Two extremely promising antiviral drugs, one developed by Merck and the other by Pfizer, could soon be used to treat people who fall ill with COVID-19 and potentially could reduce hospitalizations by 50 percent to 90 percent. The medications could be approved as soon as late this year or early next year, although supplies could be limited.

Sarah Vreeland, a nurse with Maine Medical Center, administers Pfizer vaccine to a student at Pond Cove School in Cape Elizabeth on Friday. Scientists have expanded our arsenal for fighting the coronavirus, from greater access to vaccines to antiviral drugs to monoclonal antibody infusions. Gregory Rec/Staff Photographer

“All these strategies we are putting forward are not going to eradicate the coronavirus, but are ways to keep people most safe and at lower risk of severe illness or dying,” said Dr. Navneet Marwaha, vice president and chief quality officer for Northern Light Health, the parent entity of Eastern Maine Medical Center in Bangor and Mercy Hospital in Portland.

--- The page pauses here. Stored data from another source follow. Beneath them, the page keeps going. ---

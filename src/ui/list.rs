use super::confirm::Confirm;
use super::input::TextInput;
use crate::diary_entry::{validate_content, DiaryEntry, ValidationError};
use crate::diary_state::DiaryState;
use crossterm::event::{KeyCode, KeyEvent, KeyModifiers};
use ratatui::{
    layout::{Constraint, Direction, Layout, Rect},
    style::{Color, Modifier, Style},
    text::{Line, Span},
    widgets::{Block, Borders, List, ListItem, ListState, Paragraph, Wrap},
    Frame,
};

#[derive(Debug, Clone, PartialEq, Eq)]
pub enum ListOutcome {
    Ignored,
    Handled,
    Confirm(Confirm),
}

/// Content of one entry being rewritten in place.
#[derive(Debug)]
struct ItemEdit {
    id: usize,
    input: TextInput,
    error: Option<ValidationError>,
}

/// Entry list on the left and the selected item on the right.
#[derive(Debug, Default)]
pub struct EntryList {
    selected: usize,
    editing: Option<ItemEdit>,
}

impl EntryList {
    pub fn new() -> Self {
        Self::default()
    }

    pub fn is_editing(&self) -> bool {
        self.editing.is_some()
    }

    /// Keeps the selection in range and drops an edit whose entry is gone.
    pub fn sync(&mut self, state: &DiaryState) {
        self.selected = self.selected.min(state.len().saturating_sub(1));
        if let Some(edit) = &self.editing {
            if state.get_entry(edit.id).is_none() {
                tracing::debug!(id = edit.id, "entry under edit disappeared");
                self.editing = None;
            }
        }
    }

    pub fn selected_entry<'a>(&self, state: &'a DiaryState) -> Option<&'a DiaryEntry> {
        state.get_entries().get(self.selected)
    }

    pub fn handle_key(&mut self, key: KeyEvent, state: &DiaryState) -> ListOutcome {
        if let Some(edit) = &mut self.editing {
            if key.modifiers.contains(KeyModifiers::CONTROL) && key.code == KeyCode::Char('s') {
                return match validate_content(edit.input.value()) {
                    Ok(()) => ListOutcome::Confirm(Confirm::Edit {
                        id: edit.id,
                        content: edit.input.value().to_string(),
                    }),
                    Err(e) => {
                        edit.error = Some(e);
                        ListOutcome::Handled
                    }
                };
            }
            if key.code == KeyCode::Esc {
                self.editing = None;
            } else {
                edit.input.handle_key(&key);
            }
            return ListOutcome::Handled;
        }

        match key.code {
            KeyCode::Up | KeyCode::Char('k') => {
                self.selected = self.selected.saturating_sub(1);
                ListOutcome::Handled
            }
            KeyCode::Down | KeyCode::Char('j') => {
                if self.selected + 1 < state.len() {
                    self.selected += 1;
                }
                ListOutcome::Handled
            }
            KeyCode::Char('e') => match self.selected_entry(state) {
                Some(entry) => {
                    self.editing = Some(ItemEdit {
                        id: entry.id,
                        input: TextInput::multiline().with_value(&entry.content),
                        error: None,
                    });
                    ListOutcome::Handled
                }
                None => ListOutcome::Ignored,
            },
            KeyCode::Char('d') => match self.selected_entry(state) {
                Some(entry) => ListOutcome::Confirm(Confirm::Remove { id: entry.id }),
                None => ListOutcome::Ignored,
            },
            _ => ListOutcome::Ignored,
        }
    }

    /// Called once an edit has been confirmed and sent.
    pub fn finish_edit(&mut self) {
        self.editing = None;
    }

    pub fn render(&self, f: &mut Frame, area: Rect, state: &DiaryState) {
        let chunks = Layout::default()
            .direction(Direction::Horizontal)
            .constraints([Constraint::Percentage(40), Constraint::Percentage(60)])
            .split(area);

        let items: Vec<ListItem> = state
            .get_entries()
            .iter()
            .map(|e| {
                ListItem::new(vec![
                    Line::from(vec![
                        Span::styled(format!("#{} ", e.id), Style::default().fg(Color::DarkGray)),
                        Span::raw(e.author.clone()),
                    ]),
                    Line::from(Span::raw(format!(
                        "  mood {} | {}",
                        e.emotion,
                        e.content.lines().next().unwrap_or("")
                    ))),
                ])
            })
            .collect();

        let title = format!("{} entries", state.len());
        let entries_list = List::new(items)
            .block(Block::default().borders(Borders::ALL).title(title))
            .highlight_style(Style::default().add_modifier(Modifier::BOLD))
            .highlight_symbol("> ");

        let selected = if state.is_empty() {
            None
        } else {
            Some(self.selected)
        };
        f.render_stateful_widget(
            entries_list,
            chunks[0],
            &mut ListState::default().with_selected(selected),
        );

        match self.selected_entry(state) {
            Some(entry) => self.render_item(f, chunks[1], entry),
            None => {
                let empty = Paragraph::new("No entries yet. Press n to write one.")
                    .block(Block::default().borders(Borders::ALL).title("Entry"));
                f.render_widget(empty, chunks[1]);
            }
        }
    }

    fn render_item(&self, f: &mut Frame, area: Rect, entry: &DiaryEntry) {
        let chunks = Layout::default()
            .direction(Direction::Vertical)
            .constraints([Constraint::Length(4), Constraint::Min(3), Constraint::Length(1)])
            .split(area);

        let info = Paragraph::new(vec![
            Line::from(format!("Author: {} | Mood: {}", entry.author, entry.emotion)),
            Line::from(Span::styled(
                entry.local_timestamp(),
                Style::default().fg(Color::DarkGray),
            )),
        ])
        .block(
            Block::default()
                .borders(Borders::TOP | Borders::LEFT | Borders::RIGHT)
                .title(format!("Entry #{}", entry.id)),
        );
        f.render_widget(info, chunks[0]);

        let editing = self.editing.as_ref().filter(|edit| edit.id == entry.id);
        match editing {
            Some(edit) => {
                let body = Paragraph::new(edit.input.value()).block(
                    Block::default()
                        .borders(Borders::ALL)
                        .title("Editing")
                        .border_style(Style::default().fg(Color::Cyan)),
                );
                f.render_widget(body, chunks[1]);
                let (row, col) = edit.input.cursor_offset();
                f.set_cursor_position((chunks[1].x + 1 + col, chunks[1].y + 1 + row));

                let hint = match &edit.error {
                    Some(e) => Paragraph::new(e.to_string()).style(Style::default().fg(Color::Red)),
                    None => Paragraph::new("Ctrl-S: Save, Esc: Quit editing")
                        .style(Style::default().fg(Color::Yellow)),
                };
                f.render_widget(hint, chunks[2]);
            }
            None => {
                let body = Paragraph::new(entry.content.clone())
                    .wrap(Wrap { trim: false })
                    .block(Block::default().borders(Borders::ALL));
                f.render_widget(body, chunks[1]);
                let hint = Paragraph::new("e: Edit, d: Delete")
                    .style(Style::default().fg(Color::Yellow));
                f.render_widget(hint, chunks[2]);
            }
        }
    }
}

#[cfg(test)]
mod tests {
    use super::*;
    use crate::diary_entry::Emotion;
    use chrono::Utc;

    fn key(code: KeyCode) -> KeyEvent {
        KeyEvent::new(code, KeyModifiers::NONE)
    }

    fn save() -> KeyEvent {
        KeyEvent::new(KeyCode::Char('s'), KeyModifiers::CONTROL)
    }

    fn state() -> DiaryState {
        DiaryState::from(
            (0..3)
                .rev()
                .map(|id| {
                    DiaryEntry::new(
                        id,
                        format!("author{id}"),
                        format!("content of entry {id}"),
                        Emotion::MAX,
                        Utc::now(),
                    )
                })
                .collect::<Vec<_>>(),
        )
    }

    #[test]
    fn test_navigation_is_clamped() {
        let state = state();
        let mut list = EntryList::new();
        list.handle_key(key(KeyCode::Up), &state);
        assert_eq!(list.selected_entry(&state).map(|e| e.id), Some(2));
        for _ in 0..5 {
            list.handle_key(key(KeyCode::Down), &state);
        }
        assert_eq!(list.selected_entry(&state).map(|e| e.id), Some(0));
    }

    #[test]
    fn test_delete_asks_for_confirmation() {
        let state = state();
        let mut list = EntryList::new();
        list.handle_key(key(KeyCode::Down), &state);
        assert_eq!(
            list.handle_key(key(KeyCode::Char('d')), &state),
            ListOutcome::Confirm(Confirm::Remove { id: 1 })
        );
        assert_eq!(
            EntryList::new().handle_key(key(KeyCode::Char('d')), &DiaryState::new()),
            ListOutcome::Ignored
        );
    }

    #[test]
    fn test_edit_requires_valid_content() {
        let state = state();
        let mut list = EntryList::new();
        list.handle_key(key(KeyCode::Char('e')), &state);
        assert!(list.is_editing());

        for _ in 0.."content of entry 2".len() {
            list.handle_key(key(KeyCode::Backspace), &state);
        }
        for c in "new".chars() {
            list.handle_key(key(KeyCode::Char(c)), &state);
        }
        assert_eq!(list.handle_key(save(), &state), ListOutcome::Handled);
        assert!(list.is_editing());

        for c in " text".chars() {
            list.handle_key(key(KeyCode::Char(c)), &state);
        }
        assert_eq!(
            list.handle_key(save(), &state),
            ListOutcome::Confirm(Confirm::Edit {
                id: 2,
                content: "new text".into()
            })
        );
    }

    #[test]
    fn test_escape_abandons_edit() {
        let state = state();
        let mut list = EntryList::new();
        list.handle_key(key(KeyCode::Char('e')), &state);
        list.handle_key(key(KeyCode::Char('!')), &state);
        list.handle_key(key(KeyCode::Esc), &state);
        assert!(!list.is_editing());
        // keys go back to navigation
        assert_eq!(
            list.handle_key(key(KeyCode::Char('d')), &state),
            ListOutcome::Confirm(Confirm::Remove { id: 2 })
        );
    }

    #[test]
    fn test_sync_drops_edit_of_removed_entry() {
        let state = state();
        let mut list = EntryList::new();
        list.handle_key(key(KeyCode::Char('e')), &state);
        list.sync(&DiaryState::new());
        assert!(!list.is_editing());
    }
}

LEARNING TO LIVE WITH COVID-19

While COVID-19 is far more deadly and transmissible than influenza – especially for people not fully vaccinated against the coronavirus – we may have to learn to live with COVID-19 the way society copes with flu season. People get flu shots annually, and for those who fall ill from influenza, antiviral medications help reduce symptoms and keep people out of the hospital.

“This doesn’t mean we send the white flags up, as we continue to fight this virus,” said Dr. Dora Anne Mills, chief health improvement officer for MaineHealth, the parent entity of Maine Medical Center in Portland and several other hospitals in Maine. “But we are in the process of learning to live with it.”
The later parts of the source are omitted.